Laf ola beri gele...
Şanser bey, daha önce de ifade ettiği ancak bana göre, işgal ettiği makamla bağdaşmayan sözlerini yine tekrarlamaya devam edip vakıf binasını kontrol için gelen İl Meclisi üyelerinin, hoş olmayan davranışa maruz kalmalarının, vakıfa karşı cephe almalarına
LAF OLA BERİ GELE
Bu hafta içinde Ankara"daki Vakıf lokalini İl Genel Meclisi Başkanı Şanser Şahin ziyaret etmiş. Öğle vaktine yakın bir saate rastladığından ve ziyaret süresi, ancak yirmi dakika sürmüş olduğundan kendileriyle yüz yüze konuşma imkanım olmadı.
O sırada vakıf lokalinde bulunan Alanoğlu Durmuş ile yaptığı kısa konuşmada, vakıf binasını satmaktan vazgeçtiklerini, misafirhane yapmayı düşündüklerini söylemiş.
Şanser bey, daha önce de ifade ettiği ancak bana göre, işgal ettiği makamla bağdaşmayan sözlerini yine tekrarlamaya devam edip vakıf binasını kontrol için gelen İl Meclisi üyelerinin, hoş olmayan davranışa maruz kalmalarının, vakıfa karşı cephe almalarına neden olduğunu ima etmiş.

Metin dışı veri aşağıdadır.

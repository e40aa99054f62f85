//! Markdown input: formatting is stripped down to readable prose.
//!
//! The voice should narrate the text, not the markup, so code blocks,
//! images and horizontal rules disappear entirely while links and
//! emphasis keep their inner text.

use super::{FileHandler, HandlerError};
use once_cell::sync::Lazy;
use regex::Regex;
use std::path::Path;

static FENCED_CODE: Lazy<Regex> = Lazy::new(|| Regex::new(r"(?s)```.*?```").unwrap());
static INLINE_CODE: Lazy<Regex> = Lazy::new(|| Regex::new(r"`([^`]*)`").unwrap());
static IMAGE: Lazy<Regex> = Lazy::new(|| Regex::new(r"!\[[^\]]*\]\([^)]*\)").unwrap());
static LINK: Lazy<Regex> = Lazy::new(|| Regex::new(r"\[([^\]]*)\]\([^)]*\)").unwrap());
static HEADER: Lazy<Regex> = Lazy::new(|| Regex::new(r"(?m)^#{1,6}\s*").unwrap());
static EMPHASIS: Lazy<Regex> = Lazy::new(|| Regex::new(r"[*_]{1,3}([^*_\n]+)[*_]{1,3}").unwrap());
static BLOCKQUOTE: Lazy<Regex> = Lazy::new(|| Regex::new(r"(?m)^>\s?").unwrap());
static HORIZONTAL_RULE: Lazy<Regex> = Lazy::new(|| Regex::new(r"(?m)^[-*_]{3,}\s*$").unwrap());
static LIST_MARKER: Lazy<Regex> = Lazy::new(|| Regex::new(r"(?m)^\s*(?:[-*+]|\d+\.)\s+").unwrap());
static HTML_TAG: Lazy<Regex> = Lazy::new(|| Regex::new(r"</?[a-zA-Z][^>]*>").unwrap());

#[derive(Debug)]
pub struct MarkdownHandler;

fn strip_markdown(source: &str) -> String {
    let text = FENCED_CODE.replace_all(source, "");
    let text = IMAGE.replace_all(&text, "");
    let text = LINK.replace_all(&text, "$1");
    let text = INLINE_CODE.replace_all(&text, "$1");
    let text = HEADER.replace_all(&text, "");
    let text = HORIZONTAL_RULE.replace_all(&text, "");
    let text = BLOCKQUOTE.replace_all(&text, "");
    let text = LIST_MARKER.replace_all(&text, "");
    let text = EMPHASIS.replace_all(&text, "$1");
    let text = HTML_TAG.replace_all(&text, "");
    text.trim().to_string()
}

impl FileHandler for MarkdownHandler {
    fn extensions(&self) -> &'static [&'static str] {
        &["md", "markdown"]
    }

    fn extract_text(&self, path: &Path) -> Result<String, HandlerError> {
        let bytes = std::fs::read(path).map_err(|e| HandlerError::io(path, e))?;
        Ok(strip_markdown(&String::from_utf8_lossy(&bytes)))
    }
}
//! Resilient synthesis pipeline.
//!
//! Chunks are processed sequentially in index order: wait for a pacing
//! slot, synthesize, retry transient failures with exponential backoff
//! and a best-effort credential refresh between attempts. A chunk that
//! exhausts its retries fails permanently without aborting the run; the
//! run as a whole fails only when nothing was produced at all.

use crate::text::{TextChunk, cleaner};
use speechkit_client::{CredentialSource, RateLimiter, SpeechProvider};
use std::path::PathBuf;
use std::sync::Arc;
use std::sync::atomic::{AtomicBool, Ordering};
use std::time::Duration;
use thiserror::Error;

const DEFAULT_MAX_RETRIES: u32 = 3;
const DEFAULT_RETRY_DELAY: Duration = Duration::from_secs(1);

/// Audio produced for one chunk.
#[derive(Debug, Clone)]
pub struct AudioArtifact {
    pub chunk_index: usize,
    pub path: PathBuf,
    pub size_bytes: u64,
}

/// Why a chunk permanently failed.
#[derive(Error, Debug, Clone)]
pub enum ChunkFailure {
    #[error("chunk text is empty after synthesis cleanup")]
    EmptyAfterCleanup,
    #[error("synthesis failed after {attempts} attempts: {last_error}")]
    Exhausted { attempts: u32, last_error: String },
    #[error("run was cancelled before this chunk was attempted")]
    Cancelled,
    #[error("could not write audio fragment: {0}")]
    Io(String),
}

#[derive(Error, Debug)]
pub enum PipelineError {
    #[error("no chunks to synthesize")]
    NoChunks,
    #[error("could not prepare fragment directory {path}: {reason}")]
    FragmentDir { path: String, reason: String },
    #[error("all {total} chunks failed to synthesize; first error: {first_error}")]
    AllChunksFailed { total: usize, first_error: String },
}

/// Cooperative cancellation flag, checked between chunks. A chunk that
/// is already being synthesized always runs to completion.
#[derive(Clone, Default)]
pub struct CancelFlag(Arc<AtomicBool>);

impl CancelFlag {
    pub fn new() -> Self {
        Self::default()
    }

    pub fn cancel(&self) {
        self.0.store(true, Ordering::SeqCst);
    }

    pub fn is_cancelled(&self) -> bool {
        self.0.load(Ordering::SeqCst)
    }
}

/// Progress snapshot handed to the caller after every finished chunk.
#[derive(Debug, Clone, Copy)]
pub struct PipelineProgress {
    pub total: usize,
    pub completed: usize,
    pub failed: usize,
}

/// Outcome of a pipeline run: one entry per input chunk, in index order.
#[derive(Debug)]
pub struct PipelineReport {
    pub results: Vec<Result<AudioArtifact, ChunkFailure>>,
    pub cancelled: bool,
}

impl PipelineReport {
    pub fn successful(&self) -> usize {
        self.results.iter().filter(|r| r.is_ok()).count()
    }

    pub fn failed(&self) -> usize {
        self.results.len() - self.successful()
    }

    pub fn success_rate(&self) -> f64 {
        if self.results.is_empty() {
            0.0
        } else {
            self.successful() as f64 / self.results.len() as f64
        }
    }

    /// Paths of the successful fragments, in chunk order.
    pub fn artifact_paths(&self) -> Vec<PathBuf> {
        self.results
            .iter()
            .filter_map(|r| r.as_ref().ok())
            .map(|artifact| artifact.path.clone())
            .collect()
    }
}

pub struct SynthesisPipeline {
    provider: Arc<dyn SpeechProvider>,
    credentials: Arc<dyn CredentialSource>,
    limiter: Arc<RateLimiter>,
    max_retries: u32,
    retry_delay: Duration,
    fragment_dir: PathBuf,
}

impl SynthesisPipeline {
    pub fn new(
        provider: Arc<dyn SpeechProvider>,
        credentials: Arc<dyn CredentialSource>,
        limiter: Arc<RateLimiter>,
        fragment_dir: impl Into<PathBuf>,
    ) -> Self {
        Self {
            provider,
            credentials,
            limiter,
            max_retries: DEFAULT_MAX_RETRIES,
            retry_delay: DEFAULT_RETRY_DELAY,
            fragment_dir: fragment_dir.into(),
        }
    }

    pub fn with_retries(mut self, max_retries: u32, retry_delay: Duration) -> Self {
        self.max_retries = max_retries.max(1);
        self.retry_delay = retry_delay;
        self
    }

    /// Run synthesis over `chunks`, reporting progress after each one.
    ///
    /// The report holds exactly one result per chunk, in chunk order.
    /// Cancellation marks every unattempted chunk as `Cancelled` and
    /// returns the partial report instead of an error.
    pub async fn run<F>(
        &self,
        chunks: &[TextChunk],
        cancel: &CancelFlag,
        mut on_progress: F,
    ) -> Result<PipelineReport, PipelineError>
    where
        F: FnMut(PipelineProgress),
    {
        if chunks.is_empty() {
            return Err(PipelineError::NoChunks);
        }

        std::fs::create_dir_all(&self.fragment_dir).map_err(|e| PipelineError::FragmentDir {
            path: self.fragment_dir.display().to_string(),
            reason: e.to_string(),
        })?;

        log::info!(
            "synthesizing {} chunk(s) via {}",
            chunks.len(),
            self.provider.name()
        );

        let mut results = Vec::with_capacity(chunks.len());
        let mut completed = 0usize;
        let mut failed = 0usize;
        let mut cancelled = false;

        for chunk in chunks {
            if cancel.is_cancelled() {
                cancelled = true;
                failed += 1;
                results.push(Err(ChunkFailure::Cancelled));
                continue;
            }

            match self.synthesize_chunk(chunk).await {
                Ok(artifact) => {
                    completed += 1;
                    results.push(Ok(artifact));
                }
                Err(failure) => {
                    log::error!("chunk {} failed permanently: {failure}", chunk.index);
                    failed += 1;
                    results.push(Err(failure));
                }
            }

            on_progress(PipelineProgress {
                total: chunks.len(),
                completed,
                failed,
            });
        }

        if cancelled {
            log::warn!(
                "run cancelled: {completed} of {} chunk(s) synthesized",
                chunks.len()
            );
            return Ok(PipelineReport { results, cancelled });
        }

        if completed == 0 {
            let first_error = results
                .iter()
                .find_map(|r| r.as_ref().err())
                .map(|f| f.to_string())
                .unwrap_or_default();
            return Err(PipelineError::AllChunksFailed {
                total: chunks.len(),
                first_error,
            });
        }

        Ok(PipelineReport { results, cancelled })
    }

    async fn synthesize_chunk(&self, chunk: &TextChunk) -> Result<AudioArtifact, ChunkFailure> {
        let clean = cleaner::clean_for_synthesis(&chunk.text);
        if clean.is_empty() {
            return Err(ChunkFailure::EmptyAfterCleanup);
        }

        let mut last_error = String::new();
        for attempt in 1..=self.max_retries {
            self.limiter.acquire().await;

            match self.provider.synthesize(&clean).await {
                Ok(audio) => {
                    log::debug!(
                        "chunk {}: {} bytes on attempt {attempt}",
                        chunk.index,
                        audio.len()
                    );
                    return self.write_fragment(chunk.index, &audio);
                }
                Err(e) => {
                    log::warn!(
                        "chunk {} attempt {attempt}/{} failed: {e}",
                        chunk.index,
                        self.max_retries
                    );
                    last_error = e.to_string();
                    if attempt < self.max_retries {
                        let backoff = self.retry_delay * 2u32.pow(attempt - 1);
                        tokio::time::sleep(backoff).await;
                        // Best effort: a fresh token clears auth-related
                        // failures, and other failures lose nothing by it
                        if let Err(refresh_err) = self.credentials.refresh_token().await {
                            log::warn!(
                                "credential refresh failed, keeping current token: {refresh_err}"
                            );
                        }
                    }
                }
            }
        }

        Err(ChunkFailure::Exhausted {
            attempts: self.max_retries,
            last_error,
        })
    }

    fn write_fragment(&self, index: usize, audio: &[u8]) -> Result<AudioArtifact, ChunkFailure> {
        let path = self.fragment_dir.join(format!("chunk_{index:04}.ogg"));
        std::fs::write(&path, audio).map_err(|e| ChunkFailure::Io(e.to_string()))?;
        Ok(AudioArtifact {
            chunk_index: index,
            path,
            size_bytes: audio.len() as u64,
        })
    }
}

Herhangi bir kurumda yetkili veya yetkisiz bir kişinin, sizin hoşunuza gitmeyen bir davranışını bahane ederek o kuruma karşı cephe almanın sizce bir mantığı var mıdır ki acaba ?
Örneğin, bir hastanede herhangi bir personel veya yetkili size karşı yakışıksız davranmışsa bu nedenle o hastaneye karşı cephe mi almak yoksa, bu davranıştan sorumlu olan kişi ve kişileri, gerekenin yapılması için bir üst yetkililere bildirmek mi gerekir ?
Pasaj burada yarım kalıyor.